It is far more formal than many New Years resolutions, and most goals in general, but it does help me understand and appreciate my accomplishments.

Successes and Failures of 2023

This year I had three overarching themes: Be More Awesome, Achieve High Status, and Setup My Career for the Future.

Here are the scores for each quarter, along with the averages.

Be More Awesome: 0.81/0.61/0.56/0.72

Achieve High Status: 0.63/0.61/0.73/0.66

Setup My Career for the Future: 0.53/0.43/0.72/0.73

Overall: 0.65

I tend to work sequentially. I had some big, long goals such as publishing novels and completing my master’s program. So I will spend hours writing my thesis and then don’t have enough time to cook new things.

Sometimes I need to take a break. I had aimed to do more traveling and see more shows than actually did. I live in New York City and it’s been too long since I actually saw a Broadway show. I think I didn’t manage my goals as much as I wanted.

I did many things that I wanted. I met new people, made new friends, and gave several presentations as a technical expert.

I took a long trip to Ireland, along with shorter trips around the country: DC, Columbus, and Mountain View.

I’ve made a name for myself, with a positive reputation as someone worth listening to.

Onwards to 2024

I have been thinking about the new year a bit. With a lot of things completed, I will have a lot of free time to try new things. So this coming year will be about new horizons.

Create

My first top-level goal is to create in many senses of the word.

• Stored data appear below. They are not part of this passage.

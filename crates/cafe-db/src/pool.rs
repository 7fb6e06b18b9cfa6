//! # Database Pool Management
//!
//! Connection pool creation and configuration for SQLite.
//!
//! ## Architecture
//! ```text
//! ┌─────────────────────────────────────────────────────────────────────────┐
//! │                      Database Connection Pool                           │
//! │                                                                         │
//! │  Ledger::open(config)                                                  │
//! │       │                                                                 │
//! │       ▼                                                                 │
//! │  DbConfig::new(path) ← Configure pool settings                         │
//! │       │                                                                 │
//! │       ▼                                                                 │
//! │  Database::new(config).await ← Create pool + run migrations            │
//! │       │                                                                 │
//! │       ▼                                                                 │
//! │  ┌─────────────────────────────────────────┐                           │
//! │  │            SqlitePool                    │                           │
//! │  │  ┌─────┐ ┌─────┐ ┌─────┐ ┌─────┐       │                           │
//! │  │  │Conn1│ │Conn2│ │Conn3│ │Conn4│ ...   │  (max_connections)        │
//! │  │  └─────┘ └─────┘ └─────┘ └─────┘       │                           │
//! │  └─────────────────────────────────────────┘                           │
//! │       │                                                                 │
//! │       │ Orders costed concurrently across branches                     │
//! │       ▼                                                                 │
//! │  cost_order(A) ──► Conn1 ─┐                                            │
//! │  cost_order(B) ──► Conn2 ─┼─► one writer at a time (busy_timeout)      │
//! │  post_entry(C) ──► Conn3 ─┘                                            │
//! │                                                                         │
//! └─────────────────────────────────────────────────────────────────────────┘
//! ```
//!
//! ## WAL Mode
//! Readers never block on the single writer. Writers queue on the SQLite
//! write lock for up to `busy_timeout` before a `DbError::Conflict` surfaces.

use sqlx::sqlite::{SqliteConnectOptions, SqliteJournalMode, SqlitePoolOptions, SqliteSynchronous};
use sqlx::{Sqlite, SqlitePool, Transaction};
use std::path::PathBuf;
use std::str::FromStr;
use std::time::Duration;
use tracing::{debug, info};

use crate::error::{DbError, DbResult};
use crate::migrations;
use crate::repository::account::AccountRepository;
use crate::repository::catalog::CatalogRepository;
use crate::repository::costing::CostingRepository;
use crate::repository::expense::ExpenseRepository;
use crate::repository::invoice::InvoiceRepository;
use crate::repository::journal::JournalRepository;
use crate::repository::stock::StockRepository;

// =============================================================================
// Configuration
// =============================================================================

/// Database configuration.
///
/// ## Example
/// ```rust,ignore
/// let config = DbConfig::new("/var/lib/cafe/ledger.db")
///     .max_connections(8)
///     .busy_timeout(Duration::from_secs(5));
/// ```
#[derive(Debug, Clone)]
pub struct DbConfig {
    /// Path to the SQLite database file.
    pub database_path: PathBuf,

    /// Maximum number of connections in the pool.
    /// Default: 5
    pub max_connections: u32,

    /// Minimum number of connections to keep alive.
    /// Default: 1
    pub min_connections: u32,

    /// Connection acquire timeout.
    /// Default: 30 seconds
    pub connect_timeout: Duration,

    /// Idle timeout before closing a connection.
    /// Default: 10 minutes
    pub idle_timeout: Duration,

    /// How long a writer waits on the SQLite lock before failing.
    /// Default: 5 seconds
    pub busy_timeout: Duration,

    /// Whether to run migrations on connect.
    /// Default: true
    pub run_migrations: bool,
}

impl DbConfig {
    /// Creates a new database configuration with the given path.
    /// The file is created if it doesn't exist.
    pub fn new(path: impl Into<PathBuf>) -> Self {
        DbConfig {
            database_path: path.into(),
            max_connections: 5,
            min_connections: 1,
            connect_timeout: Duration::from_secs(30),
            idle_timeout: Duration::from_secs(600),
            busy_timeout: Duration::from_secs(5),
            run_migrations: true,
        }
    }

    /// Sets the maximum number of connections.
    pub fn max_connections(mut self, max: u32) -> Self {
        self.max_connections = max;
        self
    }

    /// Sets the minimum number of connections.
    pub fn min_connections(mut self, min: u32) -> Self {
        self.min_connections = min;
        self
    }

    /// Sets the connection timeout.
    pub fn connect_timeout(mut self, timeout: Duration) -> Self {
        self.connect_timeout = timeout;
        self
    }

    /// Sets the SQLite busy timeout.
    pub fn busy_timeout(mut self, timeout: Duration) -> Self {
        self.busy_timeout = timeout;
        self
    }

    /// Sets whether to run migrations on connect.
    pub fn run_migrations(mut self, run: bool) -> Self {
        self.run_migrations = run;
        self
    }

    /// Creates an in-memory database configuration (for testing).
    ///
    /// A single connection: every connection to `:memory:` is its own
    /// database, so the pool must never open a second one.
    pub fn in_memory() -> Self {
        DbConfig {
            database_path: PathBuf::from(":memory:"),
            max_connections: 1,
            min_connections: 1,
            connect_timeout: Duration::from_secs(5),
            idle_timeout: Duration::from_secs(60),
            busy_timeout: Duration::from_secs(5),
            run_migrations: true,
        }
    }

    fn is_in_memory(&self) -> bool {
        self.database_path.as_os_str() == ":memory:"
    }
}

// =============================================================================
// Database
// =============================================================================

/// Main database handle providing repository access.
///
/// Cheap to clone: all clones share the pool.
///
/// ## Usage
/// ```rust,ignore
/// let db = Database::new(DbConfig::in_memory()).await?;
/// let espresso = db.catalog().get_product("espresso").await?;
/// let stock = db.stock().get("branch-1", "beans").await?;
/// ```
#[derive(Debug, Clone)]
pub struct Database {
    /// The SQLite connection pool.
    pool: SqlitePool,
}

impl Database {
    /// Creates a new database connection pool.
    ///
    /// ## What This Does
    /// 1. Creates the database file if it doesn't exist
    /// 2. Configures SQLite:
    ///    - WAL mode for concurrent reads (file databases)
    ///    - NORMAL synchronous
    ///    - Foreign keys enabled
    ///    - busy_timeout so concurrent writers queue instead of failing
    /// 3. Creates the connection pool
    /// 4. Runs migrations (if enabled)
    pub async fn new(config: DbConfig) -> DbResult<Self> {
        info!(
            path = %config.database_path.display(),
            "Initializing database connection"
        );

        let base_options = if config.is_in_memory() {
            SqliteConnectOptions::from_str("sqlite::memory:")
                .map_err(|e| DbError::ConnectionFailed(e.to_string()))?
        } else {
            SqliteConnectOptions::new()
                .filename(&config.database_path)
                .journal_mode(SqliteJournalMode::Wal)
                .create_if_missing(true)
        };

        let connect_options = base_options
            .synchronous(SqliteSynchronous::Normal)
            .foreign_keys(true)
            .busy_timeout(config.busy_timeout);

        debug!("Connection options configured");

        let pool = SqlitePoolOptions::new()
            .max_connections(config.max_connections)
            .min_connections(config.min_connections)
            .acquire_timeout(config.connect_timeout)
            .idle_timeout(Some(config.idle_timeout))
            .connect_with(connect_options)
            .await
            .map_err(|e| DbError::ConnectionFailed(e.to_string()))?;

        info!(
            max_connections = config.max_connections,
            "Database pool created"
        );

        let db = Database { pool };

        if config.run_migrations {
            db.run_migrations().await?;
        }

        Ok(db)
    }

    /// Wraps an existing pool. Migrations are not run.
    pub fn from_pool(pool: SqlitePool) -> Self {
        Database { pool }
    }

    /// Runs database migrations. Idempotent.
    pub async fn run_migrations(&self) -> DbResult<()> {
        info!("Running database migrations");
        migrations::run_migrations(&self.pool).await?;
        info!("Migrations complete");
        Ok(())
    }

    /// Returns a reference to the connection pool.
    pub fn pool(&self) -> &SqlitePool {
        &self.pool
    }

    /// Starts a transaction.
    ///
    /// Connection-level repository functions take `&mut *tx`, so several
    /// repositories can share one atomic unit of work.
    pub async fn begin(&self) -> DbResult<Transaction<'static, Sqlite>> {
        Ok(self.pool.begin().await?)
    }

    /// Raw items, products, add-ons and recipes.
    pub fn catalog(&self) -> CatalogRepository {
        CatalogRepository::new(self.pool.clone())
    }

    /// Per-branch balances and the movement log.
    pub fn stock(&self) -> StockRepository {
        StockRepository::new(self.pool.clone())
    }

    /// At-most-once costing claims and stored reports.
    pub fn costings(&self) -> CostingRepository {
        CostingRepository::new(self.pool.clone())
    }

    /// Chart of accounts.
    pub fn accounts(&self) -> AccountRepository {
        AccountRepository::new(self.pool.clone())
    }

    /// Journal entries, lines and activity aggregates.
    pub fn journal(&self) -> JournalRepository {
        JournalRepository::new(self.pool.clone())
    }

    /// Sales invoices.
    pub fn invoices(&self) -> InvoiceRepository {
        InvoiceRepository::new(self.pool.clone())
    }

    /// Operating expenses.
    pub fn expenses(&self) -> ExpenseRepository {
        ExpenseRepository::new(self.pool.clone())
    }

    /// Closes the database connection pool.
    /// After calling close, all repository operations will fail.
    pub async fn close(&self) {
        info!("Closing database connection pool");
        self.pool.close().await;
    }

    /// Checks if the database is healthy (can execute queries).
    pub async fn health_check(&self) -> bool {
        sqlx::query("SELECT 1")
            .execute(&self.pool)
            .await
            .is_ok()
    }
}

// =============================================================================
// Unit Tests
// =============================================================================

#[cfg(test)]
mod tests {
    use super::*;

    #[tokio::test]
    async fn test_in_memory_database() {
        let config = DbConfig::in_memory();
        let db = Database::new(config).await.unwrap();

        assert!(db.health_check().await);

        let (total, applied) = migrations::migration_status(db.pool()).await.unwrap();
        assert_eq!(total, applied);
    }

    #[tokio::test]
    async fn test_config_builder() {
        let config = DbConfig::new("/tmp/ledger.db")
            .max_connections(10)
            .min_connections(2)
            .busy_timeout(Duration::from_millis(250));

        assert_eq!(config.max_connections, 10);
        assert_eq!(config.min_connections, 2);
        assert_eq!(config.busy_timeout, Duration::from_millis(250));
        assert!(!config.is_in_memory());
        assert!(DbConfig::in_memory().is_in_memory());
    }

    #[tokio::test]
    async fn test_foreign_keys_enabled() {
        let db = Database::new(DbConfig::in_memory()).await.unwrap();
        let enabled: i64 = sqlx::query_scalar("PRAGMA foreign_keys")
            .fetch_one(db.pool())
            .await
            .unwrap();
        assert_eq!(enabled, 1);
    }
}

I finished my epic fantasy series in December, roughly a million words across six novels. It’s been many years of work and it’s good to be done.

Yet I’m not done with writing. I want to turn away from epic fantasy towards science fiction.

Most sci-fi today is so pessimistic, and that certainly affects our attitudes of the future. I want to come up with more optimistic views, or at least explore a different perspective from the constant doom. I have been publishing these stories on Substack and I want to continue doing it.

These are short stories, ideally digestible in a few minutes every week. It’s a better way to explore a variety of potential futures than trying to create a singular narrative.

But I haven’t finished with fantasy either. I have a bunch of epub files which work fine to reading on a Kindle but isn’t very impressive in paper. I do want to get a boxed set of every book, even if just to stick on my bookshelf. So I will be playing around with epub formatting to create an elegant layout that deserves print.

Maybe I’ll return to the fantasy world that has been built. Many characters who only made brief appearances but deserve larger explorations. There could be a lot of stories left to tell, hopefully in shorter installments.

Writing extends to blogging, which I focused on this year and aim to do more going into the new year. I have become a contributor for Liberal Currents, publishing three essays. I have doubled down on software blogging, sharing my learnings. I want to keep doing this.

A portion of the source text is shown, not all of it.